▶ **Problem requirements**: Your answer should show every line of the material below that includes "MailboxAccount".

### Raw data

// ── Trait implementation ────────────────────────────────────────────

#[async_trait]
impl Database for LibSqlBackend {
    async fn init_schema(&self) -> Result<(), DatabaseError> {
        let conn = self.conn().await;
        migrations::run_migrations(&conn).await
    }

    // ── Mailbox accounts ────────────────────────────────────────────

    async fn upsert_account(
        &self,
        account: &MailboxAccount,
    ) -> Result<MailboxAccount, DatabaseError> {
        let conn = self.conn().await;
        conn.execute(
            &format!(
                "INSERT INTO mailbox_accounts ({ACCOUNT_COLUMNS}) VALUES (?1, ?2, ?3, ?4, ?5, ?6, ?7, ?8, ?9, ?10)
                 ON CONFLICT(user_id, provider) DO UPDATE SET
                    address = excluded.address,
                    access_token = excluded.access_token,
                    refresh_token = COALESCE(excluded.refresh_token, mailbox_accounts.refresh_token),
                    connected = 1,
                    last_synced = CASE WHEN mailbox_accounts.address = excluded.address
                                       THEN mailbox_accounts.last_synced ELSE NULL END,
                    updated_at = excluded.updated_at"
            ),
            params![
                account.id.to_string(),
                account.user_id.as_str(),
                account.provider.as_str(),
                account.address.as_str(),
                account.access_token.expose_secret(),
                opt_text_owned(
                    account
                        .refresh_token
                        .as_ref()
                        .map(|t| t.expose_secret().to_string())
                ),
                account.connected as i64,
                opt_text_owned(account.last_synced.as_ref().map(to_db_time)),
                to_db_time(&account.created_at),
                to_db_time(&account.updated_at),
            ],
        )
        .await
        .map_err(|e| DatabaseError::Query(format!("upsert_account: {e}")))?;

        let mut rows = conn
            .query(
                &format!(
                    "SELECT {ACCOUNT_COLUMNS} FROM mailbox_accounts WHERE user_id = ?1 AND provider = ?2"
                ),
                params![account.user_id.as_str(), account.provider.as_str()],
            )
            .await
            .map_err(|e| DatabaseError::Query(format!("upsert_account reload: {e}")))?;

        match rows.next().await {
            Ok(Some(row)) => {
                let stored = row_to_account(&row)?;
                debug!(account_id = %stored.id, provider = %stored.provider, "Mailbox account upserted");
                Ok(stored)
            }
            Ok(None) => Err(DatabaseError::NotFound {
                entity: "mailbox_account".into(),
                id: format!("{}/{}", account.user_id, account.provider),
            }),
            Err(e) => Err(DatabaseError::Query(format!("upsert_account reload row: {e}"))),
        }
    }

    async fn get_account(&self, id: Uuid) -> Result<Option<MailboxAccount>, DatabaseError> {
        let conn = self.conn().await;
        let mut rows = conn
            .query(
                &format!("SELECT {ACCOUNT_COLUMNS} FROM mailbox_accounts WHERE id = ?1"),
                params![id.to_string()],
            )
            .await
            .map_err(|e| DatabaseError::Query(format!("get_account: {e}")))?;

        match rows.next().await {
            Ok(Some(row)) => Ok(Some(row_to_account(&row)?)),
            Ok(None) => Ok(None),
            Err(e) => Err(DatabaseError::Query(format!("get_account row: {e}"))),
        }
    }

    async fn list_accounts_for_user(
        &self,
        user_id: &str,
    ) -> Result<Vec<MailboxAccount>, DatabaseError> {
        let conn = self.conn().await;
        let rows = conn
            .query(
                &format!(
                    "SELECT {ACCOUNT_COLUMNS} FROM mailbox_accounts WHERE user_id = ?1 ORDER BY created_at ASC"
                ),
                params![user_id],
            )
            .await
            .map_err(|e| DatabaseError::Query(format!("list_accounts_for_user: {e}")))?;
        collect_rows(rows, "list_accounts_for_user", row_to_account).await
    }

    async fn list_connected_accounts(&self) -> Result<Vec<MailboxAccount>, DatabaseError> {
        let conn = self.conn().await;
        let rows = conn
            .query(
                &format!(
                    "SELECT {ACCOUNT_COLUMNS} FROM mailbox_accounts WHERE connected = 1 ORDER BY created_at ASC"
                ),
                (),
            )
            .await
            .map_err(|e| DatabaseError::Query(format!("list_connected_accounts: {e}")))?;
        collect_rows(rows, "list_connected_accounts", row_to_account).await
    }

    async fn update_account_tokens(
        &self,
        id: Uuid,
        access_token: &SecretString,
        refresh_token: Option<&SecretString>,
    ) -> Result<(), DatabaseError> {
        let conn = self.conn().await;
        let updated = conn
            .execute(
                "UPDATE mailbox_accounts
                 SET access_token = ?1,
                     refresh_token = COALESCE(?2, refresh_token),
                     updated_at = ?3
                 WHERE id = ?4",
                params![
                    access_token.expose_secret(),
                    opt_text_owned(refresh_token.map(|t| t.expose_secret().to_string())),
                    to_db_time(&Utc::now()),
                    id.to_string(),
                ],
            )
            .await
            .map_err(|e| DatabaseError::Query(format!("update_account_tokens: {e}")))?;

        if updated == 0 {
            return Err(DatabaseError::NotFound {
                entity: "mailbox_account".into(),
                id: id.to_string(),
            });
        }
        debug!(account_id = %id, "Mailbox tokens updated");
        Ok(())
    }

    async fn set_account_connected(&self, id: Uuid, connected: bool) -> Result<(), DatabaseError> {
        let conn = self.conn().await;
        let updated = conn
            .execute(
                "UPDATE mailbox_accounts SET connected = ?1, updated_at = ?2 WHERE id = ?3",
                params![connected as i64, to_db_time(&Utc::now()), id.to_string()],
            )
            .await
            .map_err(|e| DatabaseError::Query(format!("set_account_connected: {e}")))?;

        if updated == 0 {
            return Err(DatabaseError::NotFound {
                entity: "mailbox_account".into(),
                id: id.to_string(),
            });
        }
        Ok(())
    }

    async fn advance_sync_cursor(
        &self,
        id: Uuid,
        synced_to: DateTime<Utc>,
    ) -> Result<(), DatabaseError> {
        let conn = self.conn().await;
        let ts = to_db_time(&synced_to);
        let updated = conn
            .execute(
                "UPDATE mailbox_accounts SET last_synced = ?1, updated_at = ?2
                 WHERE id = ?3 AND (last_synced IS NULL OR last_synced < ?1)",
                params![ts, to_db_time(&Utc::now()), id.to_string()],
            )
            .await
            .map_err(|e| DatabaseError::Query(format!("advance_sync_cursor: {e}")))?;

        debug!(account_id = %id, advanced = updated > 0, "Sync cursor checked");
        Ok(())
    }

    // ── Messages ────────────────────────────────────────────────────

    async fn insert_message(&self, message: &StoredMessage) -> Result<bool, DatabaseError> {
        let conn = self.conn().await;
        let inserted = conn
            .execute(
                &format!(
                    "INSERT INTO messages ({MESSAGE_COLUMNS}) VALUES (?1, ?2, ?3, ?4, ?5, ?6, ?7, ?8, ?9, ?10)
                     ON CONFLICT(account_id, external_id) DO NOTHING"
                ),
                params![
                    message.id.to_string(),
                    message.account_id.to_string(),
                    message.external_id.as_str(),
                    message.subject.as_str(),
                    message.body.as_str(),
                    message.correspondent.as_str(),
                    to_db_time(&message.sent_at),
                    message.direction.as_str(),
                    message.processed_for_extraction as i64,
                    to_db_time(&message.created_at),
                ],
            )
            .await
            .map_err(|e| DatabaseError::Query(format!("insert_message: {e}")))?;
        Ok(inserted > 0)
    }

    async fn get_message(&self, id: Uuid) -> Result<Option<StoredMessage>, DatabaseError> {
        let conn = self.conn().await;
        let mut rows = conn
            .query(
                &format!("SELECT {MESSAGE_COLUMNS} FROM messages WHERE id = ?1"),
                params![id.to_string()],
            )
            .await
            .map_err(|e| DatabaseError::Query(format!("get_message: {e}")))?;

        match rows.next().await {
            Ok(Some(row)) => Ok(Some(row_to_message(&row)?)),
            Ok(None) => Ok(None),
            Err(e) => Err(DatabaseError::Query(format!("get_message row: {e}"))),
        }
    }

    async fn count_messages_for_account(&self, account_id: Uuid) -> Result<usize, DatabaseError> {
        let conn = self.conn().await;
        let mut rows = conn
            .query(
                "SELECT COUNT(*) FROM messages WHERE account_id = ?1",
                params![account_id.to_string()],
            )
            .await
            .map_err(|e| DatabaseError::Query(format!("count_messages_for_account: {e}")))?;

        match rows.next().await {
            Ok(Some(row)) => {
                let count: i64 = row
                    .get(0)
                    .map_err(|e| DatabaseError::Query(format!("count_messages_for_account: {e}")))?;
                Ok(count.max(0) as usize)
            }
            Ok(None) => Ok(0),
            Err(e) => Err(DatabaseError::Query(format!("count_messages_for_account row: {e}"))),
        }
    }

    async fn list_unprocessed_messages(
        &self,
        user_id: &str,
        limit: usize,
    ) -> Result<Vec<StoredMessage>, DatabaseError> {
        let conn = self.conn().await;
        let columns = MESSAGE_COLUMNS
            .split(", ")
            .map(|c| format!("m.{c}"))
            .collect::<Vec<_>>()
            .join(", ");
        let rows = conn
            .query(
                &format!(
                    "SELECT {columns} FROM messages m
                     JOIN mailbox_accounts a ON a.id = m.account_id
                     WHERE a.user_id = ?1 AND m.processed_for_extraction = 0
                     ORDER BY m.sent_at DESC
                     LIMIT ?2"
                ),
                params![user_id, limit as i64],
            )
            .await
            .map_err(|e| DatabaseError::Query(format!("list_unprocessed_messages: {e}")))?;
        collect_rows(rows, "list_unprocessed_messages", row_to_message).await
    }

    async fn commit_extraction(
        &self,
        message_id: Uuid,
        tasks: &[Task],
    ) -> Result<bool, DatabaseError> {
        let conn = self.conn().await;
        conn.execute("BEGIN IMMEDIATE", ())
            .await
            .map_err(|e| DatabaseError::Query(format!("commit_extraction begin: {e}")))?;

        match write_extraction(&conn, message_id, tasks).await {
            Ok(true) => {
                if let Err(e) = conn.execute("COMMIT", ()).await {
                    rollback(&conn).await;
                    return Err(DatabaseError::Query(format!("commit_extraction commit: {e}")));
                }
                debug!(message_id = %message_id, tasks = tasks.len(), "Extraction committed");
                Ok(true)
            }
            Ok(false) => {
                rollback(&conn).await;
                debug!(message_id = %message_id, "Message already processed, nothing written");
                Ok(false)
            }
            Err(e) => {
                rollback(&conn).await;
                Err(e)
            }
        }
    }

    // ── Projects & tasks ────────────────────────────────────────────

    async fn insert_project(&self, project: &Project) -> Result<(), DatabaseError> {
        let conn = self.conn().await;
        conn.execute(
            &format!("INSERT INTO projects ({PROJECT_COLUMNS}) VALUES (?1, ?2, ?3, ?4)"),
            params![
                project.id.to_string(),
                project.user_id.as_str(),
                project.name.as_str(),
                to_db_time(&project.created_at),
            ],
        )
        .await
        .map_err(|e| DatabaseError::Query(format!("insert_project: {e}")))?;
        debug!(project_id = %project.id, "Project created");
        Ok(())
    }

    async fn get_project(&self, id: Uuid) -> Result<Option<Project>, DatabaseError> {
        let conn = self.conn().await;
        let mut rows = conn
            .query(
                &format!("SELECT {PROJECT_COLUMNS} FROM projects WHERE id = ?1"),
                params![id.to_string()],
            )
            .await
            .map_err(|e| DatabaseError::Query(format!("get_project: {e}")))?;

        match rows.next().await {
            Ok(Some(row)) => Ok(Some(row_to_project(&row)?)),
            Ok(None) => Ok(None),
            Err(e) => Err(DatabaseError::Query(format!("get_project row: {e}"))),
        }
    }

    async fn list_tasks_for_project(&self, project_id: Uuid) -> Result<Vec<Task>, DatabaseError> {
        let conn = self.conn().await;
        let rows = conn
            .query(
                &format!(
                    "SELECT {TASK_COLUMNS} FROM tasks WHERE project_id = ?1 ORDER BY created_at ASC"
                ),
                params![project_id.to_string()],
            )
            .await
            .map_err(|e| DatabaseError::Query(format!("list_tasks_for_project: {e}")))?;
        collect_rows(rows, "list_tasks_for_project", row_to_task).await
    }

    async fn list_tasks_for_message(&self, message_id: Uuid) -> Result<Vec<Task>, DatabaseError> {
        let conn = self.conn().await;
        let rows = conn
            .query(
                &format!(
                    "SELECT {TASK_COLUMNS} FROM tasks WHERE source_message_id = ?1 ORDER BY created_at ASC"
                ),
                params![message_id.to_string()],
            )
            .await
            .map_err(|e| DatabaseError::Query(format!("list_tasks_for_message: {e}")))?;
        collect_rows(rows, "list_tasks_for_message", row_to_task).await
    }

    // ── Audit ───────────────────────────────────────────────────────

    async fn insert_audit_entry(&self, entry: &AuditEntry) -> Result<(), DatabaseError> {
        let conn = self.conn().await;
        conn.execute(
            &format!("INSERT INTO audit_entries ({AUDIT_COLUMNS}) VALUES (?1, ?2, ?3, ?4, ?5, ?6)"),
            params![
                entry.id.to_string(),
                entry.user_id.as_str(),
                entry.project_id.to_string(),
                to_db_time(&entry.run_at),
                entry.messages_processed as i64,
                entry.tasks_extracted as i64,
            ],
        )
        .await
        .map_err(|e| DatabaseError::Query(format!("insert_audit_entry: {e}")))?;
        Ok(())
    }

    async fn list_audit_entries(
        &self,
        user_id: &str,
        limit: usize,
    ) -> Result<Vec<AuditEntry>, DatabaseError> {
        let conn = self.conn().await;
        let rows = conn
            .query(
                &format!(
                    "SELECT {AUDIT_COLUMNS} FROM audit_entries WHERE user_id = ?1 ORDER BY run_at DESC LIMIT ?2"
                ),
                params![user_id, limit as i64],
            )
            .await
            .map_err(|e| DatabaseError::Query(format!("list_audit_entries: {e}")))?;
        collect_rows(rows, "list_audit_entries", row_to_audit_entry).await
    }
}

######

▶ **Response**:
        account: &MailboxAccount,
    ) -> Result<MailboxAccount, DatabaseError> {
    async fn get_account(&self, id: Uuid) -> Result<Option<MailboxAccount>, DatabaseError> {
    ) -> Result<Vec<MailboxAccount>, DatabaseError> {
    async fn list_connected_accounts(&self) -> Result<Vec<MailboxAccount>, DatabaseError> {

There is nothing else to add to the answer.